● **Problem details**
Only the lines from the beginning of the data below through the line containing "use crate::filter::GeometryLookup;" belong in the response, each copied exactly.

● **The input**
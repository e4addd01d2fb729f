//! Iterative single-ray traversal.
//!
//! Used for `*_single` queries and for packet lanes that have been split
//! off. Per-ray arithmetic is the same as in packet traversal.

use crate::filter::GeometryLookup;
use crate::intersector::Intersector;
use crate::node::{Hierarchy, NodeRef, Triangle};
use crate::ray::TraceRay;
use crate::slab::intersect_box;
use crate::stack::TraversalStack;
use crate::stats::TraversalStats;
use crate::triangle::{intersect_leaf, HitCandidate, HitKind};

/// What a leaf visit did to the ray.
enum LeafStep {
    /// Nothing changed.
    Continue,
    /// `tfar` was lowered; stack entries starting beyond it can be dropped.
    Tightened,
    /// The query is answered.
    Terminate,
}

impl<H, G> Intersector<'_, H, G>
where
    H: Hierarchy + ?Sized,
    G: GeometryLookup + ?Sized,
{
    /// Closest hit of `ray` below `start`, lowering `ray.tfar` on each hit.
    pub(crate) fn intersect_from(
        &self,
        ray: &mut TraceRay,
        start: NodeRef,
        start_dist: f32,
        stats: &mut TraversalStats,
    ) -> Option<HitCandidate> {
        let mut closest = None;
        self.traverse(ray, start, start_dist, stats, |tris, ray, stats| {
            match intersect_leaf(HitKind::Closest, tris, ray, &self.settings, self.geometry, stats) {
                Some(hit) => {
                    ray.tighten(&hit);
                    closest = Some(hit);
                    LeafStep::Tightened
                }
                None => LeafStep::Continue,
            }
        });
        closest
    }

    /// Whether anything below `start` blocks `ray`.
    pub(crate) fn occluded_from(
        &self,
        ray: &mut TraceRay,
        start: NodeRef,
        start_dist: f32,
        stats: &mut TraversalStats,
    ) -> bool {
        self.traverse(ray, start, start_dist, stats, |tris, ray, stats| {
            match intersect_leaf(HitKind::Occlusion, tris, ray, &self.settings, self.geometry, stats) {
                Some(_) => LeafStep::Terminate,
                None => LeafStep::Continue,
            }
        })
    }

    /// Depth-first, near-first walk from `start`; returns true if a leaf
    /// visit terminated the walk.
    fn traverse(
        &self,
        ray: &mut TraceRay,
        start: NodeRef,
        start_dist: f32,
        stats: &mut TraversalStats,
        mut visit_leaf: impl FnMut(&[Triangle], &mut TraceRay, &mut TraversalStats) -> LeafStep,
    ) -> bool {
        let mut stack = TraversalStack::new(self.bvh.max_depth(), f32::INFINITY);
        stack.push(start, start_dist);

        let terminated = 'pop: loop {
            let (mut cur, mut cur_dist) = stack.pop();
            if cur.is_invalid() {
                break false;
            }
            if !(cur_dist <= ray.tfar) {
                continue;
            }

            let (first, count) = loop {
                let index = match cur {
                    NodeRef::Node(index) => index,
                    NodeRef::Leaf { first, count } => break (first, count),
                    NodeRef::Invalid => break 'pop false,
                };
                stats.nodes += 1;
                let node = self.bvh.node(index);

                (cur, cur_dist) = stack.pop();
                for (slot, (bounds, &child)) in node.bounds.iter().zip(&node.children).enumerate() {
                    if slot >= 2 && child.is_invalid() {
                        break;
                    }
                    let Some(near) = intersect_box(bounds, ray, ray.tnear, ray.tfar) else {
                        continue;
                    };
                    if near < cur_dist {
                        stack.push(cur, cur_dist);
                        cur = child;
                        cur_dist = near;
                    } else {
                        stack.push(child, near);
                    }
                }
            };

            if !(cur_dist <= ray.tfar) {
                continue;
            }
            stats.leaves += 1;
            match visit_leaf(self.bvh.leaf(first, count), ray, stats) {
                LeafStep::Continue => {}
                LeafStep::Tightened => {
                    let tfar = ray.tfar;
                    stack.retain(|dist| *dist <= tfar);
                }
                LeafStep::Terminate => break true,
            }
        };

        stats.max_stack_depth = stats.max_stack_depth.max(stack.peak());
        terminated
    }
}

#[cfg(test)]
mod tests {
    use super::*;
    use crate::filter::NoFilters;
    use crate::node::{Bvh4, Bvh4Node};
    use crate::settings::TraversalSettings;
    use raypack_math::Vec3;

    /// Four unit triangles stacked along z at 0, 2, 4 and 6, one per leaf.
    fn tower() -> Bvh4 {
        let mut tris = Vec::new();
        let mut children = Vec::new();
        for i in 0..4u32 {
            let z = 2.0 * i as f32;
            let tri = Triangle::new(
                Vec3::new(0.0, 0.0, z),
                Vec3::new(1.0, 0.0, z),
                Vec3::new(0.0, 1.0, z),
                0,
                i,
            );
            children.push((tri.bounds(), NodeRef::Leaf { first: i, count: 1 }));
            tris.push(tri);
        }
        Bvh4::new(vec![Bvh4Node::new(&children)], tris, NodeRef::Node(0)).unwrap()
    }

    fn down(tfar: f32) -> TraceRay {
        TraceRay::new(
            Vec3::new(0.25, 0.25, 10.0),
            Vec3::new(0.0, 0.0, -1.0),
            0.0,
            tfar,
            u32::MAX,
        )
    }

    #[test]
    fn test_nearest_leaf_wins() {
        let bvh = tower();
        let isect = Intersector::unfiltered(&bvh).unwrap();
        let mut ray = down(f32::INFINITY);
        let mut stats = TraversalStats::default();
        let hit = isect
            .intersect_from(&mut ray, bvh.root(), 0.0, &mut stats)
            .unwrap();
        assert_eq!(hit.prim_id, 3);
        assert_eq!(ray.tfar, 4.0);
        assert_eq!(stats.nodes, 1);
        // the remaining leaves all start beyond the first hit
        assert_eq!(stats.leaves, 1);
    }

    #[test]
    fn test_interval_limits_hits() {
        let bvh = tower();
        let isect = Intersector::unfiltered(&bvh).unwrap();
        let mut stats = TraversalStats::default();

        let mut ray = down(3.0);
        assert!(isect
            .intersect_from(&mut ray, bvh.root(), 0.0, &mut stats)
            .is_none());
        assert_eq!(ray.tfar, 3.0);
        assert!(!isect.occluded_from(&mut down(3.0), bvh.root(), 0.0, &mut stats));
        assert!(isect.occluded_from(&mut down(4.5), bvh.root(), 0.0, &mut stats));
    }

    #[test]
    fn test_start_below_root() {
        let bvh = tower();
        let isect = Intersector::unfiltered(&bvh).unwrap();
        let mut ray = down(f32::INFINITY);
        let mut stats = TraversalStats::default();
        let hit = isect
            .intersect_from(&mut ray, NodeRef::Leaf { first: 1, count: 1 }, 0.0, &mut stats)
            .unwrap();
        assert_eq!(hit.prim_id, 1);
        assert_eq!(stats.nodes, 0);
    }

    #[test]
    fn test_empty_hierarchy() {
        let bvh = Bvh4::empty();
        let isect = Intersector::new(&bvh, &NoFilters, TraversalSettings::default()).unwrap();
        let mut ray = down(f32::INFINITY);
        let mut stats = TraversalStats::default();
        assert!(isect
            .intersect_from(&mut ray, bvh.root(), 0.0, &mut stats)
            .is_none());
        assert_eq!(stats, TraversalStats { max_stack_depth: 2, ..Default::default() });
    }

    #[test]
    fn test_stack_depth_recorded() {
        let bvh = tower();
        let isect = Intersector::unfiltered(&bvh).unwrap();
        let mut ray = TraceRay::new(
            Vec3::new(0.25, 0.25, 10.0),
            Vec3::new(0.0, 0.0, -1.0),
            0.0,
            f32::INFINITY,
            u32::MAX,
        );
        let mut stats = TraversalStats::default();
        isect.occluded_from(&mut ray, bvh.root(), 0.0, &mut stats);
        assert!(stats.max_stack_depth >= 2);
        assert!(stats.max_stack_depth <= 3 * bvh.max_depth() + 1);
    }
}
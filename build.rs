use std::fs;

fn main() {
    // Validate default config at compile time
    let config_path = "src/default_config.toml";
    println!("cargo:rerun-if-changed={}", config_path);

    let content = fs::read_to_string(config_path).expect("Failed to read default_config.toml");

    if let Err(e) = content.parse::<toml::Table>() {
        panic!("Invalid default_config.toml: {}", e);
    }
}
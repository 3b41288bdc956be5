//! End-to-end tests: markdown text to Slack block JSON.

use md2slack::{Config, Error, JsonOptions, UnsupportedInline, markdown_to_blocks};
use serde_json::{Value, json};

fn to_json(markdown: &str) -> Value {
    let blocks = markdown_to_blocks(markdown).unwrap();
    serde_json::to_value(blocks).unwrap()
}

fn section(elements: Value) -> Value {
    json!({"type": "rich_text_section", "elements": elements})
}

#[test]
fn heading_and_paragraph() {
    assert_eq!(
        to_json("# **Title**\n\nHello *there*."),
        json!([
            {"type": "header", "text": {"type": "plain_text", "text": "Title", "emoji": true}},
            {"type": "rich_text", "elements": [section(json!([
                {"type": "text", "text": "Hello "},
                {"type": "text", "text": "there", "style": {"italic": true}},
                {"type": "text", "text": "."}
            ]))]}
        ])
    );
}

#[test]
fn hard_breaks_split_sections() {
    assert_eq!(
        to_json("a  \nb\\\nc"),
        json!([{"type": "rich_text", "elements": [
            section(json!([{"type": "text", "text": "a"}])),
            section(json!([{"type": "text", "text": "b"}])),
            section(json!([{"type": "text", "text": "c"}]))
        ]}])
    );
}

#[test]
fn link_with_bold_label() {
    assert_eq!(
        to_json("[**go**](https://x) ~~old~~"),
        json!([{"type": "rich_text", "elements": [section(json!([
            {"type": "link", "text": "go", "url": "https://x"},
            {"type": "text", "text": " "},
            {"type": "text", "text": "old", "style": {"strike": true}}
        ]))]}])
    );
}

#[test]
fn flat_list_is_one_row() {
    assert_eq!(
        to_json("- one\n- two\n- three"),
        json!([{"type": "rich_text", "elements": [{
            "type": "rich_text_list",
            "style": "bullet",
            "indent": 0,
            "elements": [
                section(json!([{"type": "text", "text": "one"}])),
                section(json!([{"type": "text", "text": "two"}])),
                section(json!([{"type": "text", "text": "three"}]))
            ]
        }]}])
    );
}

#[test]
fn nested_list_rows_become_blocks() {
    let markdown = "1. one\n2. two\n   - a\n   - b\n3. three\n";
    let blocks = to_json(markdown);
    let rows: Vec<(String, u64, usize)> = blocks
        .as_array()
        .unwrap()
        .iter()
        .map(|block| {
            assert_eq!(block["type"], "rich_text");
            let row = &block["elements"][0];
            assert_eq!(row["type"], "rich_text_list");
            (
                row["style"].as_str().unwrap().to_string(),
                row["indent"].as_u64().unwrap(),
                row["elements"].as_array().unwrap().len(),
            )
        })
        .collect();
    assert_eq!(
        rows,
        vec![
            ("ordered".to_string(), 0, 2),
            ("bullet".to_string(), 1, 2),
            ("ordered".to_string(), 0, 1),
        ]
    );
}

#[test]
fn unsupported_blocks_are_skipped() {
    let blocks = to_json("first\n\n```\ncode\n```\n\n> quote\n\n---\n\nsecond");
    let blocks = blocks.as_array().unwrap();
    assert_eq!(blocks.len(), 2);
    assert_eq!(blocks[0]["elements"][0]["elements"][0]["text"], "first");
    assert_eq!(blocks[1]["elements"][0]["elements"][0]["text"], "second");
}

#[test]
fn inline_code_fails_by_default() {
    let err = markdown_to_blocks("use `x` here").unwrap_err();
    assert!(matches!(err, Error::UnsupportedInline("inline_code")));
    assert_eq!(err.to_string(), "Unexpected child type: inline_code");
}

#[test]
fn inline_code_skipped_with_config() {
    let config = Config::parse("[inline]\nunsupported = \"skip\"").unwrap();
    let json =
        md2slack::markdown_to_json("- use `x` here", &config, JsonOptions::default()).unwrap();
    let value: Value = serde_json::from_str(&json).unwrap();
    assert_eq!(
        value[0]["elements"][0]["elements"][0]["elements"],
        json!([{"type": "text", "text": "use "}, {"type": "text", "text": " here"}])
    );
}

#[test]
fn payload_wraps_blocks() {
    let config = Config {
        inline: md2slack::InlineConfig {
            unsupported: UnsupportedInline::Error,
        },
        ..Config::default()
    };
    let options = JsonOptions {
        payload: true,
        pretty: false,
    };
    let json = md2slack::markdown_to_json("# Hi", &config, options).unwrap();
    assert_eq!(
        json,
        r#"{"blocks":[{"type":"header","text":{"type":"plain_text","text":"Hi","emoji":true}}]}"#
    );
}

#[test]
fn same_input_same_output() {
    let markdown = "# T\n\n- a\n  - b\n- c\n\nx  \ny";
    assert_eq!(to_json(markdown), to_json(markdown));
}

#[test]
fn leading_rule_keeps_following_content() {
    let blocks = to_json("---\n\nHello\n\n---\n\nWorld");
    let blocks = blocks.as_array().unwrap();
    assert_eq!(blocks.len(), 2);
    assert_eq!(blocks[0]["elements"][0]["elements"][0]["text"], "Hello");
    assert_eq!(blocks[1]["elements"][0]["elements"][0]["text"], "World");
}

● **Response to this task**
repository e4addd01d2fb729f
//! Iterative single-ray traversal.
//!
//! Used for `*_single` queries and for packet lanes that have been split
//! off. Per-ray arithmetic is the same as in packet traversal.

use crate::filter::GeometryLookup;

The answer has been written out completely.